PARIS (Reuters) - Le Conseil constitutionnel français doit dire ce jeudi si l'adoption du traité européen de discipline budgétaire nécessite une révision de la Constitution qui compliquerait sa ratification et risque de rouvrir le débat à gauche.

Le "Traité sur la stabilité, la coordination et la gouvernance" (TSCG) adopté fin juin, qui comprend une "règle d'or" interdisant les déficits, doit être ratifié par 12 des 17 pays membres de l'euro pour entrer en vigueur. Plusieurs pays, dont l'Italie et l'Allemagne, ont déjà franchi le pas.

Les "Sages", qui devaient siéger toute la journée pour traiter ce dossier ainsi que les recours déposés par l'opposition sur le projet de loi de finances rectificative pour 2012, devraient annoncer leur décision dans la foulée, a-t-on appris de source proche du dossier.

Membre de droit du conseil constitutionnel, comme tous les anciens présidents, Nicolas Sarkozy, qui a négocié le texte, ne participe pas aux délibérations pour ne pas être juge et partie. Jacques Chirac est lui aussi absent de ce forum de 12 personnes.
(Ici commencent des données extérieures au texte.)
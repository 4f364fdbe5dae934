use crate::storage::StorageError;

/// Errors produced while validating or executing a command. The dispatcher
/// turns these into wire Error replies with an `ERR ` prefix; they never
/// terminate the connection and never leave a partial mutation behind.
#[derive(Debug, thiserror::Error)]
pub enum CommandError {
    #[error("Invalid command: {0}")]
    InvalidCommand(String),

    #[error("wrong number of arguments for '{0}' command")]
    WrongArgCount(&'static str),

    #[error("value stored at key is not a {0}")]
    WrongType(&'static str),

    #[error("invalid options sent to '{0}' command")]
    InvalidOptions(&'static str),

    #[error("key does not exist")]
    KeyDoesNotExist,

    #[error("index out of range")]
    IndexOutOfRange,

    #[error("value is not an integer or out of range")]
    NotInteger,

    #[error("wrong password")]
    WrongPassword,

    #[error("no password is set")]
    NoPasswordSet,

    #[error(transparent)]
    Storage(#[from] StorageError),
}

pub type CommandResult = Result<crate::resp::RespValue, CommandError>;

/// Errors raised while loading configuration at startup.
#[derive(Debug, thiserror::Error)]
pub enum ConfigError {
    #[error("invalid password supplied")]
    InvalidPassword,

    #[error("unknown storage backend '{0}'")]
    UnknownBackend(String),

    #[error("invalid value for '{0}'")]
    InvalidDirective(String),

    #[error(transparent)]
    Io(#[from] std::io::Error),
}
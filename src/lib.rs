//! # Oxidis
//!
//! A minimal in-memory data server speaking a length-prefixed RESP-style
//! wire protocol: typed keys (string, list, set, hash), per-key expiration
//! with lazy enforcement, conditional/TTL write modifiers, publish/subscribe
//! messaging, and a pluggable transactional persistence backend (in-memory,
//! append-only log, or sled tree) selected at startup.

pub mod command;
pub mod config;
pub mod connection;
pub mod error;
pub mod options;
pub mod pubsub;
pub mod resp;
pub mod server;
pub mod storage;
pub mod store;
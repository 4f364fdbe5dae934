//! End-to-end tests over a real TCP connection, speaking raw protocol bytes
//! and asserting on the exact reply encoding.

use std::sync::Arc;
use std::time::Duration;

use oxidis::config::Config;
use oxidis::pubsub;
use oxidis::resp::RespValue;
use oxidis::server;
use oxidis::storage::memory::MemoryBackend;
use oxidis::store;
use tokio::io::{AsyncReadExt, AsyncWriteExt};
use tokio::net::TcpStream;

fn start_server(config: Config) {
    let store = store::shared(Box::new(MemoryBackend::new()));
    let broker = pubsub::shared();
    let config = Arc::new(config);
    tokio::spawn(async move {
        let _ = server::run_server(store, config, broker).await;
    });
}

fn config_on(port: u16) -> Config {
    Config {
        port,
        ..Config::default()
    }
}

async fn connect(port: u16) -> TcpStream {
    for attempt in 0..50 {
        match TcpStream::connect(("127.0.0.1", port)).await {
            Ok(stream) => return stream,
            Err(_) if attempt < 49 => tokio::time::sleep(Duration::from_millis(50)).await,
            Err(e) => panic!("failed to connect to test server: {e}"),
        }
    }
    unreachable!()
}

fn encode(parts: &[&str]) -> Vec<u8> {
    RespValue::array(parts.iter().map(|p| RespValue::bulk(*p)).collect()).serialize()
}

async fn send(stream: &mut TcpStream, parts: &[&str]) {
    stream.write_all(&encode(parts)).await.unwrap();
}

async fn expect(stream: &mut TcpStream, expected: &[u8]) {
    let mut buf = vec![0u8; expected.len()];
    tokio::time::timeout(Duration::from_secs(5), stream.read_exact(&mut buf))
        .await
        .expect("timed out waiting for reply")
        .unwrap();
    assert_eq!(
        buf,
        expected,
        "reply mismatch: got {:?}, wanted {:?}",
        String::from_utf8_lossy(&buf),
        String::from_utf8_lossy(expected)
    );
}

async fn roundtrip(stream: &mut TcpStream, parts: &[&str], expected: &[u8]) {
    send(stream, parts).await;
    expect(stream, expected).await;
}

#[tokio::test]
async fn string_round_trip() {
    let port = 17480;
    start_server(config_on(port));
    let mut conn = connect(port).await;

    roundtrip(&mut conn, &["SET", "k", "value"], b"+OK\r\n").await;
    roundtrip(&mut conn, &["GET", "k"], b"$5\r\nvalue\r\n").await;
    roundtrip(&mut conn, &["GET", "missing"], b"$-1\r\n").await;
    roundtrip(&mut conn, &["DEL", "k"], b":1\r\n").await;
    roundtrip(&mut conn, &["GET", "k"], b"$-1\r\n").await;
}

#[tokio::test]
async fn conditional_set_and_option_conflicts() {
    let port = 17481;
    start_server(config_on(port));
    let mut conn = connect(port).await;

    roundtrip(&mut conn, &["SET", "k", "old"], b"+OK\r\n").await;
    roundtrip(&mut conn, &["SET", "k", "new", "NX"], b"$-1\r\n").await;
    roundtrip(
        &mut conn,
        &["SET", "k", "new", "NX", "XX"],
        b"-ERR invalid options sent to 'set' command\r\n",
    )
    .await;
    // Neither refused write touched the stored value.
    roundtrip(&mut conn, &["GET", "k"], b"$3\r\nold\r\n").await;
    roundtrip(&mut conn, &["SET", "other", "v", "XX"], b"$-1\r\n").await;
    roundtrip(&mut conn, &["EXISTS", "other"], b":0\r\n").await;
}

#[tokio::test]
async fn ttl_lifecycle() {
    let port = 17482;
    start_server(config_on(port));
    let mut conn = connect(port).await;

    roundtrip(&mut conn, &["SET", "k", "v", "EX", "100"], b"+OK\r\n").await;
    roundtrip(&mut conn, &["PERSIST", "k"], b":1\r\n").await;
    roundtrip(&mut conn, &["EXPIRETIME", "k"], b":-1\r\n").await;
    roundtrip(&mut conn, &["PERSIST", "k"], b":0\r\n").await;
    roundtrip(&mut conn, &["EXPIRETIME", "nosuch"], b":-2\r\n").await;

    // An expiry in the past removes the key on its next read.
    roundtrip(&mut conn, &["PEXPIREAT", "k", "1000"], b":1\r\n").await;
    roundtrip(&mut conn, &["GET", "k"], b"$-1\r\n").await;
    roundtrip(&mut conn, &["EXISTS", "k"], b":0\r\n").await;
}

#[tokio::test]
async fn list_operations() {
    let port = 17483;
    start_server(config_on(port));
    let mut conn = connect(port).await;

    roundtrip(&mut conn, &["RPUSH", "k", "a", "b"], b":2\r\n").await;
    roundtrip(&mut conn, &["LPUSH", "k", "c"], b":3\r\n").await;
    roundtrip(&mut conn, &["LINDEX", "k", "0"], b"$1\r\nc\r\n").await;
    roundtrip(&mut conn, &["LINDEX", "k", "-1"], b"$1\r\nb\r\n").await;
    roundtrip(
        &mut conn,
        &["LINDEX", "k", "5"],
        b"-ERR index out of range\r\n",
    )
    .await;
    roundtrip(&mut conn, &["LPOP", "k"], b"$1\r\nc\r\n").await;
    roundtrip(&mut conn, &["LLEN", "k"], b":2\r\n").await;
    roundtrip(
        &mut conn,
        &["LPUSHX", "nosuch", "x"],
        b"-ERR key does not exist\r\n",
    )
    .await;

    // Popping the last element deletes the key.
    roundtrip(&mut conn, &["RPOP", "k"], b"$1\r\nb\r\n").await;
    roundtrip(&mut conn, &["RPOP", "k"], b"$1\r\na\r\n").await;
    roundtrip(&mut conn, &["EXISTS", "k"], b":0\r\n").await;
    roundtrip(&mut conn, &["RPOP", "k"], b"$-1\r\n").await;
}

#[tokio::test]
async fn set_membership() {
    let port = 17484;
    start_server(config_on(port));
    let mut conn = connect(port).await;

    roundtrip(&mut conn, &["SADD", "k", "m", "m"], b":1\r\n").await;
    roundtrip(&mut conn, &["SADD", "k", "m"], b":0\r\n").await;
    roundtrip(&mut conn, &["SMEMBERS", "k"], b"*1\r\n$1\r\nm\r\n").await;
    roundtrip(&mut conn, &["SMEMBERS", "nosuch"], b"*0\r\n").await;
}

#[tokio::test]
async fn type_mismatch_is_an_error() {
    let port = 17485;
    start_server(config_on(port));
    let mut conn = connect(port).await;

    roundtrip(&mut conn, &["SET", "k", "v"], b"+OK\r\n").await;
    roundtrip(
        &mut conn,
        &["LPUSH", "k", "a"],
        b"-ERR value stored at key is not a list\r\n",
    )
    .await;
    roundtrip(&mut conn, &["GET", "k"], b"$1\r\nv\r\n").await;
}

#[tokio::test]
async fn copy_semantics() {
    let port = 17486;
    start_server(config_on(port));
    let mut conn = connect(port).await;

    roundtrip(&mut conn, &["SET", "a", "src"], b"+OK\r\n").await;
    roundtrip(&mut conn, &["SET", "b", "dst"], b"+OK\r\n").await;
    roundtrip(&mut conn, &["COPY", "a", "b"], b":0\r\n").await;
    roundtrip(&mut conn, &["GET", "b"], b"$3\r\ndst\r\n").await;
    roundtrip(&mut conn, &["COPY", "a", "b", "REPLACE"], b":1\r\n").await;
    roundtrip(&mut conn, &["GET", "b"], b"$3\r\nsrc\r\n").await;
    // COPY is a copy, not a move: the source stays.
    roundtrip(&mut conn, &["GET", "a"], b"$3\r\nsrc\r\n").await;
}

#[tokio::test]
async fn unknown_command() {
    let port = 17487;
    start_server(config_on(port));
    let mut conn = connect(port).await;

    roundtrip(&mut conn, &["FOO", "bar"], b"-ERR Invalid command: FOO\r\n").await;
}

#[tokio::test]
async fn protocol_error_keeps_connection_alive() {
    let port = 17488;
    start_server(config_on(port));
    let mut conn = connect(port).await;

    conn.write_all(b"!bogus\r\n").await.unwrap();
    expect(
        &mut conn,
        b"-ERR Protocol error: unknown frame type byte '!'\r\n",
    )
    .await;

    // Same connection still serves commands.
    roundtrip(&mut conn, &["SET", "k", "v"], b"+OK\r\n").await;
    roundtrip(&mut conn, &["GET", "k"], b"$1\r\nv\r\n").await;
}

#[tokio::test]
async fn pipelined_commands_in_one_write() {
    let port = 17489;
    start_server(config_on(port));
    let mut conn = connect(port).await;

    let mut batch = encode(&["SET", "k", "v"]);
    batch.extend_from_slice(&encode(&["GET", "k"]));
    conn.write_all(&batch).await.unwrap();
    expect(&mut conn, b"+OK\r\n$1\r\nv\r\n").await;
}

#[tokio::test]
async fn publish_subscribe_fanout() {
    let port = 17490;
    start_server(config_on(port));
    let mut alice = connect(port).await;
    let mut bob = connect(port).await;
    let mut publisher = connect(port).await;

    let sub_ack = b"*3\r\n$9\r\nsubscribe\r\n$2\r\nch\r\n:1\r\n";
    roundtrip(&mut alice, &["SUBSCRIBE", "ch"], sub_ack).await;
    roundtrip(&mut bob, &["SUBSCRIBE", "ch"], sub_ack).await;

    roundtrip(&mut publisher, &["PUBLISH", "ch", "hi"], b":2\r\n").await;
    let message = b"*3\r\n$7\r\nmessage\r\n$2\r\nch\r\n$2\r\nhi\r\n";
    expect(&mut alice, message).await;
    expect(&mut bob, message).await;

    // The reply to UNSUBSCRIBE is written before the out-of-band ack.
    send(&mut alice, &["UNSUBSCRIBE", "ch"]).await;
    expect(&mut alice, b"+OK\r\n").await;
    expect(&mut alice, b"*3\r\n$11\r\nunsubscribe\r\n$2\r\nch\r\n:1\r\n").await;

    roundtrip(&mut publisher, &["PUBLISH", "ch", "again"], b":1\r\n").await;
    expect(&mut bob, b"*3\r\n$7\r\nmessage\r\n$2\r\nch\r\n$5\r\nagain\r\n").await;
}

#[tokio::test]
async fn disconnected_subscriber_stops_counting() {
    let port = 17491;
    start_server(config_on(port));
    let mut subscriber = connect(port).await;
    let mut publisher = connect(port).await;

    roundtrip(
        &mut subscriber,
        &["SUBSCRIBE", "ch"],
        b"*3\r\n$9\r\nsubscribe\r\n$2\r\nch\r\n:1\r\n",
    )
    .await;
    drop(subscriber);

    // Give the server a moment to observe the disconnect.
    tokio::time::sleep(Duration::from_millis(200)).await;
    roundtrip(&mut publisher, &["PUBLISH", "ch", "hi"], b":0\r\n").await;
}

#[tokio::test]
async fn auth_gate() {
    let port = 17492;
    let config = Config {
        requirepass: Some("integration-secret-01".to_string()),
        ..config_on(port)
    };
    start_server(config);
    let mut conn = connect(port).await;

    roundtrip(
        &mut conn,
        &["SET", "k", "v"],
        b"-NOAUTH Authentication required.\r\n",
    )
    .await;
    roundtrip(&mut conn, &["AUTH", "nope"], b"-ERR wrong password\r\n").await;
    roundtrip(
        &mut conn,
        &["AUTH", "integration-secret-01"],
        b"+OK\r\n",
    )
    .await;
    roundtrip(&mut conn, &["SET", "k", "v"], b"+OK\r\n").await;
    roundtrip(&mut conn, &["GET", "k"], b"$1\r\nv\r\n").await;
}

#[tokio::test]
async fn hash_family() {
    let port = 17493;
    start_server(config_on(port));
    let mut conn = connect(port).await;

    roundtrip(&mut conn, &["HSET", "h", "f", "v"], b":1\r\n").await;
    roundtrip(&mut conn, &["HGET", "h", "f"], b"$1\r\nv\r\n").await;
    roundtrip(&mut conn, &["HGETALL", "h"], b"*2\r\n$1\r\nf\r\n$1\r\nv\r\n").await;
    roundtrip(&mut conn, &["HDEL", "h", "f"], b":1\r\n").await;
    roundtrip(&mut conn, &["EXISTS", "h"], b":0\r\n").await;
    roundtrip(&mut conn, &["HGET", "h", "f"], b"$-1\r\n").await;
}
Si au moins sept membres du conseil constitutionnel -le nombre requis pour réunir le quorum- décident qu'il n'y a pas lieu à révision, le gouvernement déposera un projet de loi autorisant la ratification du pacte budgétaire à la majorité simple par le Parlement durant la dernière semaine de septembre.

S'ils décident qu'une révision de la Constitution est nécessaire, les choses seront plus compliquées.

RÉVISION A MINIMA?

Théoriquement, une révision constitutionnelle nécessite un vote à la majorité des trois cinquièmes du Parlement réuni en Congrès, ce qui suppose l'appui d'une partie de l'opposition de droite, des voix discordantes s'étant élevées à gauche.

Selon ces dernières, la France n'a pas réussi à renégocier le traité européen, contrairement à ce que François Hollande avait promis pendant sa campagne électorale.

Le nouveau président estime avoir eu gain de cause avec l'accord conclu les 28 et 29 juin à Bruxelles sur un plan de 120 milliards d'euros pour la croissance, une taxe sur les transactions financières et la rédaction par le président du Conseil européen Herman Van Rompuy d'une "feuille de route" vers plus d'intégration européenne.

Mais le Front de gauche, composé notamment de communistes, ainsi que d'anciens membres de l'aile gauche du PS et une partie des écologistes contestent ce jugement, affirmant que ce texte impose une austérité aveugle et inscrite dans le marbre.

L'obligation pour l'Etat de plafonner son déficit structurel à 0,5% du PIB sous peine de sanctions et de fournir un plan de réformes structurelles soumis à approbation du Conseil européen réduit selon eux la souveraineté nationale. Ils réclament en conséquence l'organisation d'un référendum.

Selon plusieurs députés socialistes, l'Elysée et le gouvernement préparent une parade même si les Sages décrètent qu'une révision de la Constitution est nécessaire.

Une disposition constitutionnelle permettant d'inscrire la "règle d'or" dans une loi organique serait d'abord soumise à un vote du congrès, expliquent-ils. Puis le traité serait ratifié par l'Assemblée et le Sénat, auxquels serait ensuite soumise la loi organique contenant la règle d'équilibre budgétaire.